Imposing the bubble selfishly.

Know Thyself.
These things aren't that simple I guess.
Now what, Albert E?

... musing from my flight and excerpts from hours and hours of Shantaram...

~ Khader's mafia did not deal with prostitution or pornography because both trades injure women and degrade men.
He took the moral high ground, even when all other mafia councils were cashing in on these profitable trades.

~ from the Easy Listening channel during the first leg: Neil Young, Joni Mitchell and more

~ yes, i'm sure it's true. similarly many women do things that isn't necessarily good for them. they gossip. they buy too many shoes. they bitch about other women. they care too much about what men think about them. they eat too little or eat too much. they have plastic surgery done. they identify more with their bodies than with their spirits. they...
i'm sure any 75% of a female population does one or many of the above, or many other things they are tempted to do for whatever reason when they know better than to do so.
But that isn't the population I will compare myself to to make myself feel better. Surely I do sometimes. But i try not to, it would be too easy. I identify with who I want to be. Where I want to grow to. With my Better Self, my Higher Self. That's who I want to project, that is what i want to define me. Not my Base Self. I have that. I was born with that. Yes, 75% of women or more don't intend to grow from their Base Selves, may not feel this growth as a goal in life. But why on earth would I compare myself to them? What's the good in it?
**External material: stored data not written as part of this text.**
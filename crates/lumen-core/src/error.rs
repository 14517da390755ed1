//! Error types for Lumen

use thiserror::Error;

/// The main error type for Lumen operations
#[derive(Debug, Error)]
pub enum LumenError {
    #[error("Asset '{0}' declares no source candidates")]
    EmptySource(String),

    #[error("Unexpanded glob pattern in asset source: {0}")]
    UnexpectedGlob(String),

    #[error("Duplicate bundle name in manifest: {0}")]
    DuplicateBundleName(String),

    #[error("Unknown asset alias: {0}")]
    UnknownAlias(String),

    #[error("Asset #{index} in bundle '{bundle}' has no alias")]
    MissingAlias { bundle: String, index: usize },

    #[error("Asset with source '{0}' has no alias")]
    AnonymousAsset(String),

    #[error("Unknown bundle: {0}")]
    UnknownBundle(String),

    #[error("Manifest parse error: {0}")]
    ManifestParse(String),

    #[error("Config error: {0}")]
    ConfigError(String),

    #[error("IO error: {0}")]
    IoError(#[from] std::io::Error),
}

/// Result type alias for Lumen operations
pub type Result<T> = std::result::Result<T, LumenError>;

impl From<toml::de::Error> for LumenError {
    fn from(err: toml::de::Error) -> Self {
        LumenError::ConfigError(err.to_string())
    }
}

impl From<serde_json::Error> for LumenError {
    fn from(err: serde_json::Error) -> Self {
        LumenError::ManifestParse(err.to_string())
    }
}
Why is it even part of the discussion?

~ Beauty lies in people who shine and radiate positive constructive energy, beauty lies in people who love and care, who are true to themselves and their potential to grow.
Otherwise it is a beauty that strikes the eye rather than the heart, a beauty that sours if it isn't nourished by some goodness from within.
It's a distinction that seems to me so easy to make. Or do only women see this distinction in other women?
When beauty strikes you, which type is it? Or, which type do you want it to be?

From Shantaram again, in the words of a prophetic madman: Strong men create their own luck.